** ENTRIES PROVIDED **
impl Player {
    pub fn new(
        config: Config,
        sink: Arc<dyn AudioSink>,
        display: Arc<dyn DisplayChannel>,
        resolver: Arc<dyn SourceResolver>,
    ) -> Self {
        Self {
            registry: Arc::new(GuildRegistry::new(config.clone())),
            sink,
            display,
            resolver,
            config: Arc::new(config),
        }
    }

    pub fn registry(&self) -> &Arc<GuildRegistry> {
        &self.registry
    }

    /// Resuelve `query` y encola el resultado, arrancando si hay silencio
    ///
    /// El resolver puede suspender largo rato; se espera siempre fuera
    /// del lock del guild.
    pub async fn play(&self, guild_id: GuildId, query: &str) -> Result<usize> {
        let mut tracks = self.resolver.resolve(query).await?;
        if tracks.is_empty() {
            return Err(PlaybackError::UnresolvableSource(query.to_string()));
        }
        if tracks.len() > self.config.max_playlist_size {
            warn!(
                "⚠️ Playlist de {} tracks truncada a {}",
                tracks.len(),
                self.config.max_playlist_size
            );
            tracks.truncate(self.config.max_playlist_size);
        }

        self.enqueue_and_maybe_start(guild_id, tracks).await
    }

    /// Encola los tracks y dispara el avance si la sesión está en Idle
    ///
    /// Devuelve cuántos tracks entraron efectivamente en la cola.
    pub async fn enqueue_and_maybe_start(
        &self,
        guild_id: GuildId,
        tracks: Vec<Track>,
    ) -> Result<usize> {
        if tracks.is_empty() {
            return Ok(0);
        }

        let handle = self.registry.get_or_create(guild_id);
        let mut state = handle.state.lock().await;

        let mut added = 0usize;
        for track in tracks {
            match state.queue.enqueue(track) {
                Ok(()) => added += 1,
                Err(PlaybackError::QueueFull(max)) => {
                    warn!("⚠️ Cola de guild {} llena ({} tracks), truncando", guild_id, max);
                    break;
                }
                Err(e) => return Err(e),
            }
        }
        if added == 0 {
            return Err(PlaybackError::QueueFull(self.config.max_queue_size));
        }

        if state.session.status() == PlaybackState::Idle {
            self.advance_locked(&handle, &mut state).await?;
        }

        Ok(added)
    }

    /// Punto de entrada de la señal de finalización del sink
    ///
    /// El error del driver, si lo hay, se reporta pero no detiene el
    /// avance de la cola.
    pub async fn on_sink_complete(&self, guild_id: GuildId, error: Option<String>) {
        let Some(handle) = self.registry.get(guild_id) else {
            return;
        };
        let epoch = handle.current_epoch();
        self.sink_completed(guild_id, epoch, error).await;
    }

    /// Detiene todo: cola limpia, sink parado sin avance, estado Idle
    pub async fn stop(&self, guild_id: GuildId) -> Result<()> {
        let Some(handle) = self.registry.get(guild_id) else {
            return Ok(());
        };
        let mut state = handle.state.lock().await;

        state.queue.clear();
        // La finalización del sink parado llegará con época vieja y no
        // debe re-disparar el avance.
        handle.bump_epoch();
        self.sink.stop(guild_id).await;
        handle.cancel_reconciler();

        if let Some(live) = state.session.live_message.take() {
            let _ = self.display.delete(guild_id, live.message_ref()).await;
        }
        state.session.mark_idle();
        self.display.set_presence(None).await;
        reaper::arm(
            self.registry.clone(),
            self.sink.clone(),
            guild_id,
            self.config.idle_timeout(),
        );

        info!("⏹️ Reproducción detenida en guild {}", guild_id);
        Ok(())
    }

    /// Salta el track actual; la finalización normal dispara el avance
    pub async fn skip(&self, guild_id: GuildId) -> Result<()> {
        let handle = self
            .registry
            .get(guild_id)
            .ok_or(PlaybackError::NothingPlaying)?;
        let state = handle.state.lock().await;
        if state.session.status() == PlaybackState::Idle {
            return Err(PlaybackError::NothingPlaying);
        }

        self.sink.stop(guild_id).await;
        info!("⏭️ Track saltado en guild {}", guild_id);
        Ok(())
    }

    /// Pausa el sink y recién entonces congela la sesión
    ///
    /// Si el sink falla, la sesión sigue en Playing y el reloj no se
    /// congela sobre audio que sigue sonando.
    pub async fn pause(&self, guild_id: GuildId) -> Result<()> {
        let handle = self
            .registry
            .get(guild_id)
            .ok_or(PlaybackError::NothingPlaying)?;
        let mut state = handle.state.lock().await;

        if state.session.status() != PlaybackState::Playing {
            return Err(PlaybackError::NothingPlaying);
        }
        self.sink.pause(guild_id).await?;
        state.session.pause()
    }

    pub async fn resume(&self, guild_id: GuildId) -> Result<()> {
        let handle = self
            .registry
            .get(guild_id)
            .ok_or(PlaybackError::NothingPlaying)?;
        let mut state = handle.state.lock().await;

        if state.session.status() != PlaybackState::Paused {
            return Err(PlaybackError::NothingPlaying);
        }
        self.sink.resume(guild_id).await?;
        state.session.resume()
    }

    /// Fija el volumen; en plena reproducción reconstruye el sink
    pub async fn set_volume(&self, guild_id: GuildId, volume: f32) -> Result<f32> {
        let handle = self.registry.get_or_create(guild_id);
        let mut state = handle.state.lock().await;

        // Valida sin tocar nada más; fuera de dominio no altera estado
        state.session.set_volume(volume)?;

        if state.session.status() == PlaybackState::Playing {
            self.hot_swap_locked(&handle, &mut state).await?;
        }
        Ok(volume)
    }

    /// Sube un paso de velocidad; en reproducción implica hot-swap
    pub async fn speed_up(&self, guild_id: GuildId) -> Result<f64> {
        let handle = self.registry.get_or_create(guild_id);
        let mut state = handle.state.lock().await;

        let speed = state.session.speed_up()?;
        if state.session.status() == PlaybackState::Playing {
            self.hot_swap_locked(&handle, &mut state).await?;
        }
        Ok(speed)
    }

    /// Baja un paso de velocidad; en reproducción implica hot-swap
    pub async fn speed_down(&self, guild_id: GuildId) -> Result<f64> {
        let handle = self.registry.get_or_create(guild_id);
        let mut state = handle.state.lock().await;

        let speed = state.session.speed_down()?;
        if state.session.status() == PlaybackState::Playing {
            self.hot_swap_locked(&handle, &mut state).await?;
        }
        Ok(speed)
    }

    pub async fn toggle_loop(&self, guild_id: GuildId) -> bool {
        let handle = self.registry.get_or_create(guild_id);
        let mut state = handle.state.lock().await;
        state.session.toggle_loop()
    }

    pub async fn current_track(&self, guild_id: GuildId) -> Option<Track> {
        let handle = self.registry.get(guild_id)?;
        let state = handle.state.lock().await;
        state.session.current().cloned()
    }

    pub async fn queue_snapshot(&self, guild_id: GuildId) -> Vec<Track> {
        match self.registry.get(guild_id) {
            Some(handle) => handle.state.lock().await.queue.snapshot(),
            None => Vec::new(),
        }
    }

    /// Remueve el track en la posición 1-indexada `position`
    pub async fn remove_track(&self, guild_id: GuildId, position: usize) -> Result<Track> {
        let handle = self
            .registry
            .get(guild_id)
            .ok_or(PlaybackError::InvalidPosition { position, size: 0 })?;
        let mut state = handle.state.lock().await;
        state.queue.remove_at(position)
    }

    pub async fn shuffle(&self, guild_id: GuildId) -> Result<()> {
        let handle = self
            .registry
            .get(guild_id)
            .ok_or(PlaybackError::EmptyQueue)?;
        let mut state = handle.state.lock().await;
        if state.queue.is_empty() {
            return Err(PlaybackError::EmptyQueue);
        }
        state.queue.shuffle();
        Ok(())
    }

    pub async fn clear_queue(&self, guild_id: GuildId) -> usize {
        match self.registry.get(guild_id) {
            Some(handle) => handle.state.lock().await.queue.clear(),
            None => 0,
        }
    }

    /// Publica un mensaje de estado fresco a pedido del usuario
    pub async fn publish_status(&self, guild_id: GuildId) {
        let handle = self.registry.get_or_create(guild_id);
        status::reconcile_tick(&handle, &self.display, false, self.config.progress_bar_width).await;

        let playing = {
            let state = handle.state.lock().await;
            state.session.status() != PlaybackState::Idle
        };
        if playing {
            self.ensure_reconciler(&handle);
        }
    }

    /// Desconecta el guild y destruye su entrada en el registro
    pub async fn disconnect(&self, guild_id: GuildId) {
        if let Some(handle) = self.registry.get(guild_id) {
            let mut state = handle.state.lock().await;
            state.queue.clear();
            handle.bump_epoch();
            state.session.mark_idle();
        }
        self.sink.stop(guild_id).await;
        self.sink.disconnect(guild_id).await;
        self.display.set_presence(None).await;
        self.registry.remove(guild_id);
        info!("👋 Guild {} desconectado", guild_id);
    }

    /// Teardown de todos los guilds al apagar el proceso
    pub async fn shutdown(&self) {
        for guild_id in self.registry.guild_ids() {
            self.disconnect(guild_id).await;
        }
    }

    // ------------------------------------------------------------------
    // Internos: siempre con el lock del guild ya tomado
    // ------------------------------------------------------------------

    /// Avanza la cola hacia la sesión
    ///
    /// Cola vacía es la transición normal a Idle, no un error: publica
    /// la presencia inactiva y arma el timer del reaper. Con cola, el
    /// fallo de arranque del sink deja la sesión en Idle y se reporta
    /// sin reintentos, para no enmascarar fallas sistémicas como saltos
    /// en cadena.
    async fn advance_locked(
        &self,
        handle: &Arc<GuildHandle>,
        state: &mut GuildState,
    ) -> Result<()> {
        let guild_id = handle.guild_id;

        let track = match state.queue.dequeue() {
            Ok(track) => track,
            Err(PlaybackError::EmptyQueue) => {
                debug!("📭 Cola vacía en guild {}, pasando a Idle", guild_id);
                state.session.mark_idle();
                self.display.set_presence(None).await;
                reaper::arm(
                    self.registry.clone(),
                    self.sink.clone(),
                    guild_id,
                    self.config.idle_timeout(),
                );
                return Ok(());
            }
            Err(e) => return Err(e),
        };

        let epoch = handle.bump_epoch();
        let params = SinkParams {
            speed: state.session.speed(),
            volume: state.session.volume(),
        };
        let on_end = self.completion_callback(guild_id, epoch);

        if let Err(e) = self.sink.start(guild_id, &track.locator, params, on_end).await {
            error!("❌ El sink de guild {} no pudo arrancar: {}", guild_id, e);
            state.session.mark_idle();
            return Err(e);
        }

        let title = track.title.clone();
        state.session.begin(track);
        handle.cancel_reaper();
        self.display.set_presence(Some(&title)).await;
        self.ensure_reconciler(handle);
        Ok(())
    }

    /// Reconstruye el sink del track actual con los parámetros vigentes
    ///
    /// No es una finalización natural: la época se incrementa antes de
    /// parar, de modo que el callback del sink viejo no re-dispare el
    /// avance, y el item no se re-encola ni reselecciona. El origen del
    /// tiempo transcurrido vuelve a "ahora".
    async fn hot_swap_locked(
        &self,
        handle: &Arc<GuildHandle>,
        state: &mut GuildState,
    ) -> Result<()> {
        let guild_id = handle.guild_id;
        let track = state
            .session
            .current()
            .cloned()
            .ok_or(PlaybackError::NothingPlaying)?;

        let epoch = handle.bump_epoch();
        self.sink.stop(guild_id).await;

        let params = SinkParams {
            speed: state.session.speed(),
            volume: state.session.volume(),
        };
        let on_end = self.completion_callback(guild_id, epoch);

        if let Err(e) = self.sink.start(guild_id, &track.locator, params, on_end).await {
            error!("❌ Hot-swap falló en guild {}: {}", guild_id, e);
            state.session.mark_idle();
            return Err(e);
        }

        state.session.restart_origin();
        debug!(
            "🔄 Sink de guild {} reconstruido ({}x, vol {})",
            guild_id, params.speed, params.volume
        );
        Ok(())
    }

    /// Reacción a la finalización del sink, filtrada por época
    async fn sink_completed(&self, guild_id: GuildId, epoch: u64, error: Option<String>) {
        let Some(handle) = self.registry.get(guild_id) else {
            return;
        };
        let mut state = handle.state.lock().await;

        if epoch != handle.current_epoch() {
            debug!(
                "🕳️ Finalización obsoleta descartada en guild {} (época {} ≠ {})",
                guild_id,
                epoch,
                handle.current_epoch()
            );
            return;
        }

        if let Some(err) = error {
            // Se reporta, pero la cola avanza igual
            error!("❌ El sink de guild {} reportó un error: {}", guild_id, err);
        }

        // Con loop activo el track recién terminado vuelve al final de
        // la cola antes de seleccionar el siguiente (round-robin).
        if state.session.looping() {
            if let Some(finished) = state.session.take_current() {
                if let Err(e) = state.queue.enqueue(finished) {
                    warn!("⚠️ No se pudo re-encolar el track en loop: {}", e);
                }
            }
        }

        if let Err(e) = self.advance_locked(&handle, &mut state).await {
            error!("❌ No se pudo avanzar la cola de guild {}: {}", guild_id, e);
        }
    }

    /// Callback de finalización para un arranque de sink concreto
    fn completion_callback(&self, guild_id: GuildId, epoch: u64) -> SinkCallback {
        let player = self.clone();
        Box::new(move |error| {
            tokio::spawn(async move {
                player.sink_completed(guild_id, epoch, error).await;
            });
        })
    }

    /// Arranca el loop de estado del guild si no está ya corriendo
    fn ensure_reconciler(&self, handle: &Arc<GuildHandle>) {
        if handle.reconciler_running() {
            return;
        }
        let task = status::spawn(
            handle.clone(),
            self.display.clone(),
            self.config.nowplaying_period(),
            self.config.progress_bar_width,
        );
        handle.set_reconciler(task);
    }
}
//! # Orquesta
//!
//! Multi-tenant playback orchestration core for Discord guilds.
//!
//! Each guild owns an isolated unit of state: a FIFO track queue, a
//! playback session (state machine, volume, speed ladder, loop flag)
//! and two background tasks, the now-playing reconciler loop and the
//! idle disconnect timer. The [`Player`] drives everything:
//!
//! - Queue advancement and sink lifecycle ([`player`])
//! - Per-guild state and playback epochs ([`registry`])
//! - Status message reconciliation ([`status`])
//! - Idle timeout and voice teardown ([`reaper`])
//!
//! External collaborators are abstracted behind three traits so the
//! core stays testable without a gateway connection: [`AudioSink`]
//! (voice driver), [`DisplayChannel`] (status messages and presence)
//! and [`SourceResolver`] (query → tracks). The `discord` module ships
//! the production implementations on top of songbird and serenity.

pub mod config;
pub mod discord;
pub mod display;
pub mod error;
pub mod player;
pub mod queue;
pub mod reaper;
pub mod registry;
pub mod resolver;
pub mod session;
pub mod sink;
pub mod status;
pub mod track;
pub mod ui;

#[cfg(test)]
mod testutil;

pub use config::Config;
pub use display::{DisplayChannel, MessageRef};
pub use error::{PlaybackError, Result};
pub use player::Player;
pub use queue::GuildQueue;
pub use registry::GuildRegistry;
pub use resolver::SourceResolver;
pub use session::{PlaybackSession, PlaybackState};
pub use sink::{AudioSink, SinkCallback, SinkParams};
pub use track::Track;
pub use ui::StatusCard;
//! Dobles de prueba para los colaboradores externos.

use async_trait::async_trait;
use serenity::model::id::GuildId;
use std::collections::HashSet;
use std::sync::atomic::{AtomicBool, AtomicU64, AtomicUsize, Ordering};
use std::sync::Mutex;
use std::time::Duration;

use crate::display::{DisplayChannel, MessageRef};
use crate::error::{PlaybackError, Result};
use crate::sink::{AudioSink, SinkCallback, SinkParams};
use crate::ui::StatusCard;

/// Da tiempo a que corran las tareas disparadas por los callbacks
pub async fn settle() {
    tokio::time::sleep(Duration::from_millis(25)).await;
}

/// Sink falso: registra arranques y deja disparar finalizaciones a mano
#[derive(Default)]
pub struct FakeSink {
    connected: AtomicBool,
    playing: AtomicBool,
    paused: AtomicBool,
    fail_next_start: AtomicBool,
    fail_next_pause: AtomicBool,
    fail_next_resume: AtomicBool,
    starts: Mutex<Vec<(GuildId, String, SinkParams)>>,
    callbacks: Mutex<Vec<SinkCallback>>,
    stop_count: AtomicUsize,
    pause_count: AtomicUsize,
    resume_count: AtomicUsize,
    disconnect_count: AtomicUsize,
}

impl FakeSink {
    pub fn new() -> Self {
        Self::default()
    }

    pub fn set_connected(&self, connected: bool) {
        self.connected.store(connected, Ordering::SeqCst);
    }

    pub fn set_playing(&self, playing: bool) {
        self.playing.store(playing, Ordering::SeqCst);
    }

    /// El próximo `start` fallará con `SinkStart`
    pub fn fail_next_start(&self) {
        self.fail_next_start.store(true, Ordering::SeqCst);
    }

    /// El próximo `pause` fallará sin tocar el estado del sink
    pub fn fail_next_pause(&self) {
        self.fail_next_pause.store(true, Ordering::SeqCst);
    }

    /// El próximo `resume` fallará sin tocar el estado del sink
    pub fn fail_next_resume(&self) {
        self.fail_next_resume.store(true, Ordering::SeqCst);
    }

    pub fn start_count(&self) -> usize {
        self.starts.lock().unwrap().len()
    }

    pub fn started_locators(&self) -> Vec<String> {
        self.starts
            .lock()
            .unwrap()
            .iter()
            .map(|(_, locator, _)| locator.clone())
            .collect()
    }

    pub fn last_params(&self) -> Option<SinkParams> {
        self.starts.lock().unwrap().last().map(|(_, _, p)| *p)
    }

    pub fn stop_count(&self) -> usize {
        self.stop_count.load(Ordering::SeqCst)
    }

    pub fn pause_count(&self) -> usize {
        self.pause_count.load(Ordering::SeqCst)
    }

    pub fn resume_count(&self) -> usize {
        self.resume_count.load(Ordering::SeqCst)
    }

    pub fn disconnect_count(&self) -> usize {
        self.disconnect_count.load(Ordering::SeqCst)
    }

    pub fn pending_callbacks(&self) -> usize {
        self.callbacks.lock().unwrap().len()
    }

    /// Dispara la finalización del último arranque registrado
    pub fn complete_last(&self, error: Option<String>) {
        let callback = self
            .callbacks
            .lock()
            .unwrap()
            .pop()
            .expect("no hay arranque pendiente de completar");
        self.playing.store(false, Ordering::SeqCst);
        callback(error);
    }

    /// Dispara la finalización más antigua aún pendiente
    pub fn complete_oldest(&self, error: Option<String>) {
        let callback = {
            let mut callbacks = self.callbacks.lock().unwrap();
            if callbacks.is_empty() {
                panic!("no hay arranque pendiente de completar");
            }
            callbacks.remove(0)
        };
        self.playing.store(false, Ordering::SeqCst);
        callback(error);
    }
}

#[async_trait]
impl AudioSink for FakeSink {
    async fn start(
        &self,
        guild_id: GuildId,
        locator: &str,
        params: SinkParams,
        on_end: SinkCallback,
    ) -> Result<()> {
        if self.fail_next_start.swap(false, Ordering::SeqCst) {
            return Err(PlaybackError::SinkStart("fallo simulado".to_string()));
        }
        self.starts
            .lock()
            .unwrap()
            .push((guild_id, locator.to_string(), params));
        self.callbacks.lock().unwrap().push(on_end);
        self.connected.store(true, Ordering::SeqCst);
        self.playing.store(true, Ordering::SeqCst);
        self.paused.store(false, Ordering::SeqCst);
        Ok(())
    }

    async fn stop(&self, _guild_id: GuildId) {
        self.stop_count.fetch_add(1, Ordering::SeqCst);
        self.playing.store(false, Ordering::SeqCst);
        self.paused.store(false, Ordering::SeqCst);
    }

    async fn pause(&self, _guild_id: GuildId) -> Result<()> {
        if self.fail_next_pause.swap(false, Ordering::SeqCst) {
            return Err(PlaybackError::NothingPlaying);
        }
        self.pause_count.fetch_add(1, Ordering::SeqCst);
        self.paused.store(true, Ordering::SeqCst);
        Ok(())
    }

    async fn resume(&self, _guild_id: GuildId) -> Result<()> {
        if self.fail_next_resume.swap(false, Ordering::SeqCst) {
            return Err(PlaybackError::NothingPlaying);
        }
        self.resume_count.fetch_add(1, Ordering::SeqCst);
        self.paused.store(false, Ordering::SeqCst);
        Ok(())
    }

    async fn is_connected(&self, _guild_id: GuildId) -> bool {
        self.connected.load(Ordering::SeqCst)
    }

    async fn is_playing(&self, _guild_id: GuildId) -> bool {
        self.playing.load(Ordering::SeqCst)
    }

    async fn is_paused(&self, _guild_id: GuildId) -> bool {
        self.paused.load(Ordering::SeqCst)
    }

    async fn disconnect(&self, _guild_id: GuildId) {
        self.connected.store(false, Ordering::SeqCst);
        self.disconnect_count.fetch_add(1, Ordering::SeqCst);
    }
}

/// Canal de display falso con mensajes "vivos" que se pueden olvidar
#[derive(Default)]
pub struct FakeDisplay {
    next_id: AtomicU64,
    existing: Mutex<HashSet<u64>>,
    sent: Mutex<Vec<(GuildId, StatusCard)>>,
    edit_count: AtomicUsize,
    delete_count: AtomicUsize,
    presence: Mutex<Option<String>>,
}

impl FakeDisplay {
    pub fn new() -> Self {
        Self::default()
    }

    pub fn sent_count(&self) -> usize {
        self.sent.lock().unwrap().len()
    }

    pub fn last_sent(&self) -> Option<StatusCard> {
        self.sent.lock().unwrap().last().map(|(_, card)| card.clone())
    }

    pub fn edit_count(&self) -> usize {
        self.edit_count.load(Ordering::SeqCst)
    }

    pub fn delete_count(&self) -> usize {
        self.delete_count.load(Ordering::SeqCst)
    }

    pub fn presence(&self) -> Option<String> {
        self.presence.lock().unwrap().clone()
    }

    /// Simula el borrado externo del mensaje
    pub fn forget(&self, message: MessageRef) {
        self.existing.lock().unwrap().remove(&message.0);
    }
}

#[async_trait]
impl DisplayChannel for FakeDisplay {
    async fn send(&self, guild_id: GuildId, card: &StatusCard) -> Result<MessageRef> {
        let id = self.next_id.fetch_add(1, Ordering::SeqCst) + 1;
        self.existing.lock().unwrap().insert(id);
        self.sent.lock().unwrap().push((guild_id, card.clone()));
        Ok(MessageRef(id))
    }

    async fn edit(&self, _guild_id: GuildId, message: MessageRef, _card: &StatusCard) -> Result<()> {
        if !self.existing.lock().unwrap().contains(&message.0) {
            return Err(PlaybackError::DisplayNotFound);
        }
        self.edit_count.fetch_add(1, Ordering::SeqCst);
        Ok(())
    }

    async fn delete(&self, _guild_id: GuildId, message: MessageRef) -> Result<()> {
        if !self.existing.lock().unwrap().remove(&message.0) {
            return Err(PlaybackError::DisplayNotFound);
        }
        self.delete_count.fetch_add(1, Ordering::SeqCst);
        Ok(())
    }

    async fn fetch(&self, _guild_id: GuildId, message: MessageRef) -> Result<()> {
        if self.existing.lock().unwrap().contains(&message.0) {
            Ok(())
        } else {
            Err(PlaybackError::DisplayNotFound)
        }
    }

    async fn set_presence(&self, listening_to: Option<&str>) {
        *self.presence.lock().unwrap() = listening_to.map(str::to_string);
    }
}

** PROBLEM DESCRIPTION **
Repeat the entries above exactly, beginning at their first line and ending with the line that contains "pub fn registry(&self)", with nothing added.

** ANSWER SECTION **
impl Player {
    pub fn new(
        config: Config,
        sink: Arc<dyn AudioSink>,
        display: Arc<dyn DisplayChannel>,
        resolver: Arc<dyn SourceResolver>,
    ) -> Self {
        Self {
            registry: Arc::new(GuildRegistry::new(config.clone())),
            sink,
            display,
            resolver,
            config: Arc::new(config),
        }
    }

    pub fn registry(&self) -> &Arc<GuildRegistry> {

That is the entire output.